### Data records

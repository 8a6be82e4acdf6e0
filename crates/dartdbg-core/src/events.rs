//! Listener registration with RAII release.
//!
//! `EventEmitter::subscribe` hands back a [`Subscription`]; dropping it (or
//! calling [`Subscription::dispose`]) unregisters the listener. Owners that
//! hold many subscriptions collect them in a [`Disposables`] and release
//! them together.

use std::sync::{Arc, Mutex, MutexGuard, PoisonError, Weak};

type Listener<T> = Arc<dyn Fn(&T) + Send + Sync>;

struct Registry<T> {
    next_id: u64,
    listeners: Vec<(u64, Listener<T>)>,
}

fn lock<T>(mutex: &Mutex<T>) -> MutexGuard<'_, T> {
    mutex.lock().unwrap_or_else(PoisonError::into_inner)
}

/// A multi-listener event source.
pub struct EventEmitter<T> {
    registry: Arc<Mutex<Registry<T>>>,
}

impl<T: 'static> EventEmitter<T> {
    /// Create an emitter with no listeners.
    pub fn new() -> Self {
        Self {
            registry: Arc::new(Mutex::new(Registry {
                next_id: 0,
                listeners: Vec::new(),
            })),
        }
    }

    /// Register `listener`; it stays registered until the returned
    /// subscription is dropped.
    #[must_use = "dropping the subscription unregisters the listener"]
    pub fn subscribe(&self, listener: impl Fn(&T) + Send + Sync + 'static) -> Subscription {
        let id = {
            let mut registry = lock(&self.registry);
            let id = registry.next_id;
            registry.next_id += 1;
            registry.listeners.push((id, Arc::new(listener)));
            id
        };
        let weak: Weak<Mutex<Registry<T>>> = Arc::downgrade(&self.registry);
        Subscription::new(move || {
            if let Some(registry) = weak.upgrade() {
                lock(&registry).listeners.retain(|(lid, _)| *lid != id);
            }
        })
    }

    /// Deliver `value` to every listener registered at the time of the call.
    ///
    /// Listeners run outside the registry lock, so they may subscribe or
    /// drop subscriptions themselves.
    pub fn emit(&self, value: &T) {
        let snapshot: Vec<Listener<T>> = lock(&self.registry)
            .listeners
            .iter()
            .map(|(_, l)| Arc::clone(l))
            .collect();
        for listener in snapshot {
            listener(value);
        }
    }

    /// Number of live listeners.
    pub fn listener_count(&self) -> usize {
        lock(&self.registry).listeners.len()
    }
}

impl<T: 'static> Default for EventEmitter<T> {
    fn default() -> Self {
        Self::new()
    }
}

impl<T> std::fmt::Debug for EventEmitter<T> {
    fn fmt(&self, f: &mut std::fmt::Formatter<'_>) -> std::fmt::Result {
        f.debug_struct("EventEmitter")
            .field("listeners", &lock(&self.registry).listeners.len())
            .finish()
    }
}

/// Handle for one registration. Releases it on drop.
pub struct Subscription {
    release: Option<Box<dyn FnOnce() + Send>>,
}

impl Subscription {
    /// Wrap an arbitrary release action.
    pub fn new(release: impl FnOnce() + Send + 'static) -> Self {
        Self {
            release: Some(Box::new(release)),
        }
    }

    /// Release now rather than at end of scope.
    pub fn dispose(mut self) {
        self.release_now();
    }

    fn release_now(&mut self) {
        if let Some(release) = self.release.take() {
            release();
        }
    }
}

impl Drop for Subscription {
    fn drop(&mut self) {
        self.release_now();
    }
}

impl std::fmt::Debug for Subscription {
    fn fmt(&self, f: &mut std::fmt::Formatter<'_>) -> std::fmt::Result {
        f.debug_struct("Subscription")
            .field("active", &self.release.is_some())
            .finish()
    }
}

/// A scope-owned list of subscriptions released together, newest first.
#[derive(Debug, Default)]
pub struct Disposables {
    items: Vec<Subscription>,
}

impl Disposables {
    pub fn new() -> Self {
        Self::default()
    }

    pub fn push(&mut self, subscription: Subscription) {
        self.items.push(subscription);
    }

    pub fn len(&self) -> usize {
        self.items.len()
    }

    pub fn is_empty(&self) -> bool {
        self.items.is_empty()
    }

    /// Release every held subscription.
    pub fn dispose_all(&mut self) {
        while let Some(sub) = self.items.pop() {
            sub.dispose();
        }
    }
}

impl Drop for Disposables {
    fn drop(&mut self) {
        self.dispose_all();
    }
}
==
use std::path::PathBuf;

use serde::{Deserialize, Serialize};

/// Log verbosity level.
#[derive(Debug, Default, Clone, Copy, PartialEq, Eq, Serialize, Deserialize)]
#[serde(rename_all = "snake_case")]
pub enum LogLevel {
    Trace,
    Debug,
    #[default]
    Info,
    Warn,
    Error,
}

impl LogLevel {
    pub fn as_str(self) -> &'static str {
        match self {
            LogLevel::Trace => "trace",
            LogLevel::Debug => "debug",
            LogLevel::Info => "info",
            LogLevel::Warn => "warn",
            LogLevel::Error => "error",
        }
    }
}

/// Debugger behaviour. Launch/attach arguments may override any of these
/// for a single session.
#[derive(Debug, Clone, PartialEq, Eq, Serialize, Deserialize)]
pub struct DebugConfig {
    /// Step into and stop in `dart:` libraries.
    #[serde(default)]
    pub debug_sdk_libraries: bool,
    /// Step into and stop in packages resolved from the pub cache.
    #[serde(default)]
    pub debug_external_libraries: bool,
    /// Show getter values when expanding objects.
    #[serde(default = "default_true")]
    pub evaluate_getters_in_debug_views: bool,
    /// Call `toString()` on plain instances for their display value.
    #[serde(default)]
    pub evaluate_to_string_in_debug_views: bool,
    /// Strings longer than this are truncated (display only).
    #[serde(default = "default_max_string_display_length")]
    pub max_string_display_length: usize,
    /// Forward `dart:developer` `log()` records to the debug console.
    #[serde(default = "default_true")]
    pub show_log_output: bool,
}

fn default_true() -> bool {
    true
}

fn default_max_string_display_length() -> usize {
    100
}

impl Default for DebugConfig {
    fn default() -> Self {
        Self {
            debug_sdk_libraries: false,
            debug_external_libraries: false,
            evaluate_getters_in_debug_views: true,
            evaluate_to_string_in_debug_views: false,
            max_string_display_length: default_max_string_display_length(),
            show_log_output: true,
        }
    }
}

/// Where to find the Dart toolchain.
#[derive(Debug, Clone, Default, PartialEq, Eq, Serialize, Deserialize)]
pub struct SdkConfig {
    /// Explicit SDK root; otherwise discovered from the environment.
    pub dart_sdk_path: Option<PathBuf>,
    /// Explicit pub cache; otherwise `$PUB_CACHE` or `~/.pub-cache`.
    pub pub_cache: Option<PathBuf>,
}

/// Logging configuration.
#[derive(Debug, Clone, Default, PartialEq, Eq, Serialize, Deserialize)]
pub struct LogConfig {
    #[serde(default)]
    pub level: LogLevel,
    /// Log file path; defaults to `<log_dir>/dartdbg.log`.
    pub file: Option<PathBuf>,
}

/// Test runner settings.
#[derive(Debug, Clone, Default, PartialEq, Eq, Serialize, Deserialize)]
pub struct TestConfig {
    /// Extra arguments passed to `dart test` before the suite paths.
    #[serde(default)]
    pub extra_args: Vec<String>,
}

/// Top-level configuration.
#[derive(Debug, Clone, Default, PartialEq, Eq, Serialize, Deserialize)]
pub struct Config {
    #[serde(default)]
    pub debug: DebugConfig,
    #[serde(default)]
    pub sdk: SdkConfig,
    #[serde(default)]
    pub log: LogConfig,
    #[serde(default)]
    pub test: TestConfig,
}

### Required work
Please work out how many lines in the data include "from"; write that number only.

### Result of the task
2